More research would have to be done to answer these questions thoroughly, but perhaps a gesture can be made in that regard by identifying some of the contrasting aspects between yesterday and today. Taking the examples from above as a jumping off point, perhaps the most striking difference between past activities and the goals articulated in conversations about data publishing today is that the data publication efforts of the past were accompanied by an equally important piece of analysis, and the research community was interested in both. The conclusions drawn from the data were held to scrutiny as were the data and data collection methods that provided their foundation. All of the components of the research were of concern. These scholars were not interested in publishing the data on their own, but rather wanted to present them along with their arguments, with each underscoring the other.

Another difference is the changing relationships between individual researchers and the entities that support them. Not only do we have governments and academic institutions, but we have a new contemporary player, the corporation, which is driven by a substantially different motivation from entities of past ages.
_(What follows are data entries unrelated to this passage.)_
#[cfg(test)]
mod tests {
    use super::*;
    use crate::resilience::ledger::MemoryLedger;
    use crate::storage::memory::{FaultOp, InMemoryAdapter};
    use std::time::Duration;

    struct Harness {
        relational: Arc<InMemoryAdapter>,
        visual: Arc<InMemoryAdapter>,
        vector: Arc<InMemoryAdapter>,
        engine: SyncEngine,
    }

    fn harness() -> Harness {
        let relational = Arc::new(InMemoryAdapter::new(StoreKind::Relational));
        let visual = Arc::new(InMemoryAdapter::new(StoreKind::Visual));
        let vector = Arc::new(InMemoryAdapter::new(StoreKind::Vector));
        let stores = StoreSet::new(relational.clone(), visual.clone(), vector.clone()).unwrap();
        let engine = SyncEngine::new(SyncConfig::default(), stores, Arc::new(MemoryLedger::new()))
            .with_retry_policy(RetryPolicy::immediate(5));
        Harness { relational, visual, vector, engine }
    }

    fn record(id: &str) -> LogicalRecord {
        LogicalRecord::with_id(id, "content")
            .with_field("title", "X")
            .with_field("embedding", vec![0.1_f32, 0.2])
    }

    #[test]
    fn test_store_set_rejects_swapped_adapters() {
        let result = StoreSet::new(
            Arc::new(InMemoryAdapter::new(StoreKind::Visual)),
            Arc::new(InMemoryAdapter::new(StoreKind::Relational)),
            Arc::new(InMemoryAdapter::new(StoreKind::Vector)),
        );
        assert!(matches!(result, Err(ConfigError::Invalid(_))));
    }

    #[tokio::test]
    async fn test_read_routes_by_intent() {
        let h = harness();
        h.engine.write(record("r1")).await.unwrap();

        let visual_reads = h.visual.read_calls();
        let copy = h.engine.read("r1", QueryIntent::VisualBrowse).await.unwrap().unwrap();
        assert_eq!(h.visual.read_calls(), visual_reads + 1);
        assert!(!copy.fields.contains_key("embedding"));

        let copy = h.engine.read("r1", QueryIntent::Similarity).await.unwrap().unwrap();
        assert!(copy.fields.contains_key("embedding"));
    }

    #[tokio::test]
    async fn test_read_with_fallback_skips_unavailable_primary() {
        let h = harness();
        h.engine.write(record("r1")).await.unwrap();
        h.vector
            .inject_failures(FaultOp::Read, vec![AdapterError::Unavailable("down".into()); 5]);

        let (store, copy) = h
            .engine
            .read_with_fallback("r1", QueryIntent::SemanticSearch)
            .await
            .unwrap()
            .unwrap();
        assert_eq!(store, StoreKind::Relational);
        assert_eq!(copy.id, "r1");
    }

    #[tokio::test]
    async fn test_read_with_fallback_reports_total_outage() {
        let h = harness();
        for store in [&h.relational, &h.visual, &h.vector] {
            store.inject_failures(FaultOp::Read, vec![AdapterError::Unavailable("down".into()); 5]);
        }
        let err = h.engine.read_with_fallback("r1", QueryIntent::Unclassified).await.unwrap_err();
        assert!(matches!(err, SyncError::Store { .. }));
    }

    #[tokio::test]
    async fn test_delete_fans_out_tombstone() {
        let h = harness();
        h.engine.write(record("r1")).await.unwrap();

        let result = h.engine.delete("r1").await.unwrap();
        assert!(result.is_complete());
        assert_eq!(result.sync_version, 2);
        assert!(h.visual.is_empty());
        assert!(h.vector.is_empty());
        assert!(h.engine.read("r1", QueryIntent::Unclassified).await.unwrap().is_none());
        assert!(h.engine.consistency_report("r1").await.is_consistent);

        assert!(matches!(h.engine.delete("never").await, Err(SyncError::NotFound(_))));
    }

    #[tokio::test]
    async fn test_write_batch_preserves_order() {
        let h = harness();
        let records: Vec<_> = (0..25).map(|n| record(&format!("r{}", n))).collect();
        let results = h.engine.write_batch(records).await;

        assert_eq!(results.len(), 25);
        for (n, result) in results.iter().enumerate() {
            assert_eq!(result.as_ref().unwrap().id, format!("r{}", n));
        }
        assert_eq!(h.relational.len(), 25);
    }

    #[tokio::test]
    async fn test_health_check_reports_each_store() {
        let h = harness();
        assert!(h.engine.health_check().await.healthy);

        h.visual.inject_failures(FaultOp::Read, [AdapterError::Unavailable("down".into())]);
        let report = h.engine.health_check().await;
        assert!(!report.healthy);
        assert!(!report.stores[&StoreKind::Visual]);
        assert!(report.stores[&StoreKind::Relational]);
    }

    #[tokio::test]
    async fn test_locks_are_dropped_after_use() {
        let h = harness();
        h.engine.write(record("r1")).await.unwrap();
        assert!(h.engine.locks.is_empty());
    }

    struct StalledStore(StoreKind);

    #[async_trait::async_trait]
    impl StoreAdapter for StalledStore {
        fn kind(&self) -> StoreKind {
            self.0
        }

        async fn write(&self, _record: &LogicalRecord) -> Result<String, AdapterError> {
            std::future::pending().await
        }

        async fn read(&self, _id: &str) -> Result<Option<LogicalRecord>, AdapterError> {
            Ok(None)
        }

        async fn delete(&self, _id: &str) -> Result<(), AdapterError> {
            Ok(())
        }
    }

    #[tokio::test]
    async fn test_cancelled_write_releases_lock_entry() {
        let stores = StoreSet::new(
            Arc::new(InMemoryAdapter::new(StoreKind::Relational)),
            Arc::new(InMemoryAdapter::new(StoreKind::Visual)),
            Arc::new(StalledStore(StoreKind::Vector)),
        )
        .unwrap();
        let engine = SyncEngine::new(SyncConfig::default(), stores, Arc::new(MemoryLedger::new()));

        let write = tokio::time::timeout(Duration::from_millis(50), engine.write(record("r1"))).await;
        assert!(write.is_err());
        assert!(engine.locks.is_empty());

        let lock = tokio::time::timeout(Duration::from_millis(50), engine.lock_id("r1")).await;
        assert!(lock.is_ok());
        drop(lock);
        assert!(engine.locks.is_empty());
    }
}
In addition, a broader range of disciplines is now concerned with data publication, and perhaps those disciplines face stumbling blocks not at issue for the social scientists working with demographic and public health data. Given the known heterogeneity of scholarly communication practices across different fields, there seems to be no reason to think that data publishing needs, expectations and concerns would not also vary. And of course, the most obvious difference between then and now is with tools and technology. Have those advancements altered fundamental data publishing practices and if so, how?

These are interesting, but complex questions to pursue. Fortunately, what the above examples of our data publishing antecedents have hopefully revealed is that there are meaningful touchstones to use as reference points as we attempt to address these points. Data publishing has a rich, resonant past stretching back hundreds of years, providing us with an opportunity to reach into that past to better understand the trajectory that has brought us to this moment, thereby helping us more effectively grapple with the questions that seem to confound us today.